• Work item
The response is to be the full listing, set down exactly.

• Dataset
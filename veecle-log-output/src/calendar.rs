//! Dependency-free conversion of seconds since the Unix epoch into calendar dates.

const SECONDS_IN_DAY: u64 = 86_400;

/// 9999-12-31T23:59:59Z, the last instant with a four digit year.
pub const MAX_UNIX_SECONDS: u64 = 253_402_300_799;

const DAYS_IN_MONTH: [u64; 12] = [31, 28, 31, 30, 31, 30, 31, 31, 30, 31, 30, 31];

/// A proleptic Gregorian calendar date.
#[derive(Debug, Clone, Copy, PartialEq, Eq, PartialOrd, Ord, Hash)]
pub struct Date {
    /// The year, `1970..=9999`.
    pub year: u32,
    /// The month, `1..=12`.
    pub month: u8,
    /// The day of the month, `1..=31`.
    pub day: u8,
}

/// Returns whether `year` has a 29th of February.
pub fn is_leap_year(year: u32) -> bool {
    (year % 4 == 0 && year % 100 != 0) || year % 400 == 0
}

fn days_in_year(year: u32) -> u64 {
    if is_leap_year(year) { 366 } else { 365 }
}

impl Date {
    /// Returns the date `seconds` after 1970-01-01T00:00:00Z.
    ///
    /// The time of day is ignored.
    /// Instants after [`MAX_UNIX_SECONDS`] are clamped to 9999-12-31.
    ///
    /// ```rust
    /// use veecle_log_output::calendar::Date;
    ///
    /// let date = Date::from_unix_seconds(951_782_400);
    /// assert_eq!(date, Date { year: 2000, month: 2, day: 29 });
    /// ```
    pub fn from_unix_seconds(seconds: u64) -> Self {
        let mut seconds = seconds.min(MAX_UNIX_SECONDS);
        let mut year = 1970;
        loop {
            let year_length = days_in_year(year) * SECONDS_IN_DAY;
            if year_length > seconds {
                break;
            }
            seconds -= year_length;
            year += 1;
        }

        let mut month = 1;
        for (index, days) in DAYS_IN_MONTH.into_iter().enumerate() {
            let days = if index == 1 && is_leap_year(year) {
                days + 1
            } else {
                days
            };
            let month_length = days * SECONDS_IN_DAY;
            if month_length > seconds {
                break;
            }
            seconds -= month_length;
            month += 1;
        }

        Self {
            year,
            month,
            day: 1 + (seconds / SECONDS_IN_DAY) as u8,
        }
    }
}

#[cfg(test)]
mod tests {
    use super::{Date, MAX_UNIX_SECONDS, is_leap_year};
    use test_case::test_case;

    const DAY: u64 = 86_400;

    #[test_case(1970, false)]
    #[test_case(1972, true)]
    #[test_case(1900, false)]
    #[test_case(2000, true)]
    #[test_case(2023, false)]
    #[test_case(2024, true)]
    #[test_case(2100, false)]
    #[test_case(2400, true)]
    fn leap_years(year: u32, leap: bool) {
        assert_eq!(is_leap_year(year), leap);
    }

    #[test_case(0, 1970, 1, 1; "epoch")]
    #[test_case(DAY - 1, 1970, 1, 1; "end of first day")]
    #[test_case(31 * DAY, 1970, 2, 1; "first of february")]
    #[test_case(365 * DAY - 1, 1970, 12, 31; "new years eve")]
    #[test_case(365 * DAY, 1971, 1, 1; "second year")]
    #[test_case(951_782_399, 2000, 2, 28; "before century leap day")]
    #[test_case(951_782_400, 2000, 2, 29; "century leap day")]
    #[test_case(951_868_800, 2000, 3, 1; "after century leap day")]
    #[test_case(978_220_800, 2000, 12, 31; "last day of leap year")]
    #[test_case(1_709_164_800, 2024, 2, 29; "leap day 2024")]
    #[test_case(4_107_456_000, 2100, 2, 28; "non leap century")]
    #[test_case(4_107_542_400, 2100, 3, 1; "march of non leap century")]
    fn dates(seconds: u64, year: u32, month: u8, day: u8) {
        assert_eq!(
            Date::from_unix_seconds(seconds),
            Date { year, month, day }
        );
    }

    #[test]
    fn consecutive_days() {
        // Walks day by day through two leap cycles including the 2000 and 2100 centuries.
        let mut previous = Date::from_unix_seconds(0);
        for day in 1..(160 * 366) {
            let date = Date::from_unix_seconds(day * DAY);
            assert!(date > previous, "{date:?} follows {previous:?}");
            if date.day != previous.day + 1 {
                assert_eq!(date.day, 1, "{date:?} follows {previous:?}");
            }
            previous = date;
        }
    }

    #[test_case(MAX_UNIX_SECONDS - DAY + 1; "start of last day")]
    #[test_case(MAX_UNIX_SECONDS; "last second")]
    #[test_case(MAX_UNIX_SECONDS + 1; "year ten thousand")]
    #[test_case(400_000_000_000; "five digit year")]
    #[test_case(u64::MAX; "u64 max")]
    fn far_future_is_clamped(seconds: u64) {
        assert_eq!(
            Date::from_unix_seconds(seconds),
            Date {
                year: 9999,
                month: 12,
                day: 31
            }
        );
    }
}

• Exercise output
filename veecle-log-output/src/calendar.rs
//! Dependency-free conversion of seconds since the Unix epoch into calendar dates.

const SECONDS_IN_DAY: u64 = 86_400;

/// 9999-12-31T23:59:59Z, the last instant with a four digit year.
pub const MAX_UNIX_SECONDS: u64 = 253_402_300_799;

const DAYS_IN_MONTH: [u64; 12] = [31, 28, 31, 30, 31, 30, 31, 31, 30, 31, 30, 31];

/// A proleptic Gregorian calendar date.
#[derive(Debug, Clone, Copy, PartialEq, Eq, PartialOrd, Ord, Hash)]
pub struct Date {
    /// The year, `1970..=9999`.
    pub year: u32,
    /// The month, `1..=12`.
    pub month: u8,
    /// The day of the month, `1..=31`.
    pub day: u8,
}

/// Returns whether `year` has a 29th of February.
pub fn is_leap_year(year: u32) -> bool {
    (year % 4 == 0 && year % 100 != 0) || year % 400 == 0
}

fn days_in_year(year: u32) -> u64 {
    if is_leap_year(year) { 366 } else { 365 }
}

impl Date {
    /// Returns the date `seconds` after 1970-01-01T00:00:00Z.
    ///
    /// The time of day is ignored.
    /// Instants after [`MAX_UNIX_SECONDS`] are clamped to 9999-12-31.
    ///
    /// ```rust
    /// use veecle_log_output::calendar::Date;
    ///
    /// let date = Date::from_unix_seconds(951_782_400);
    /// assert_eq!(date, Date { year: 2000, month: 2, day: 29 });
    /// ```
    pub fn from_unix_seconds(seconds: u64) -> Self {
        let mut seconds = seconds.min(MAX_UNIX_SECONDS);
        let mut year = 1970;
        loop {
            let year_length = days_in_year(year) * SECONDS_IN_DAY;
            if year_length > seconds {
                break;
            }
            seconds -= year_length;
            year += 1;
        }

        let mut month = 1;
        for (index, days) in DAYS_IN_MONTH.into_iter().enumerate() {
            let days = if index == 1 && is_leap_year(year) {
                days + 1
            } else {
                days
            };
            let month_length = days * SECONDS_IN_DAY;
            if month_length > seconds {
                break;
            }
            seconds -= month_length;
            month += 1;
        }

        Self {
            year,
            month,
            day: 1 + (seconds / SECONDS_IN_DAY) as u8,
        }
    }
}

#[cfg(test)]
mod tests {
    use super::{Date, MAX_UNIX_SECONDS, is_leap_year};
    use test_case::test_case;

    const DAY: u64 = 86_400;

    #[test_case(1970, false)]
    #[test_case(1972, true)]
    #[test_case(1900, false)]
    #[test_case(2000, true)]
    #[test_case(2023, false)]
    #[test_case(2024, true)]
    #[test_case(2100, false)]
    #[test_case(2400, true)]
    fn leap_years(year: u32, leap: bool) {
        assert_eq!(is_leap_year(year), leap);
    }

    #[test_case(0, 1970, 1, 1; "epoch")]
    #[test_case(DAY - 1, 1970, 1, 1; "end of first day")]
    #[test_case(31 * DAY, 1970, 2, 1; "first of february")]
    #[test_case(365 * DAY - 1, 1970, 12, 31; "new years eve")]
    #[test_case(365 * DAY, 1971, 1, 1; "second year")]
    #[test_case(951_782_399, 2000, 2, 28; "before century leap day")]
    #[test_case(951_782_400, 2000, 2, 29; "century leap day")]
    #[test_case(951_868_800, 2000, 3, 1; "after century leap day")]
    #[test_case(978_220_800, 2000, 12, 31; "last day of leap year")]
    #[test_case(1_709_164_800, 2024, 2, 29; "leap day 2024")]
    #[test_case(4_107_456_000, 2100, 2, 28; "non leap century")]
    #[test_case(4_107_542_400, 2100, 3, 1; "march of non leap century")]
    fn dates(seconds: u64, year: u32, month: u8, day: u8) {
        assert_eq!(
            Date::from_unix_seconds(seconds),
            Date { year, month, day }
        );
    }

    #[test]
    fn consecutive_days() {
        // Walks day by day through two leap cycles including the 2000 and 2100 centuries.
        let mut previous = Date::from_unix_seconds(0);
        for day in 1..(160 * 366) {
            let date = Date::from_unix_seconds(day * DAY);
            assert!(date > previous, "{date:?} follows {previous:?}");
            if date.day != previous.day + 1 {
                assert_eq!(date.day, 1, "{date:?} follows {previous:?}");
            }
            previous = date;
        }
    }

    #[test_case(MAX_UNIX_SECONDS - DAY + 1; "start of last day")]
    #[test_case(MAX_UNIX_SECONDS; "last second")]
    #[test_case(MAX_UNIX_SECONDS + 1; "year ten thousand")]
    #[test_case(400_000_000_000; "five digit year")]
    #[test_case(u64::MAX; "u64 max")]
    fn far_future_is_clamped(seconds: u64) {
        assert_eq!(
            Date::from_unix_seconds(seconds),
            Date {
                year: 9999,
                month: 12,
                day: 31
            }
        );
    }
}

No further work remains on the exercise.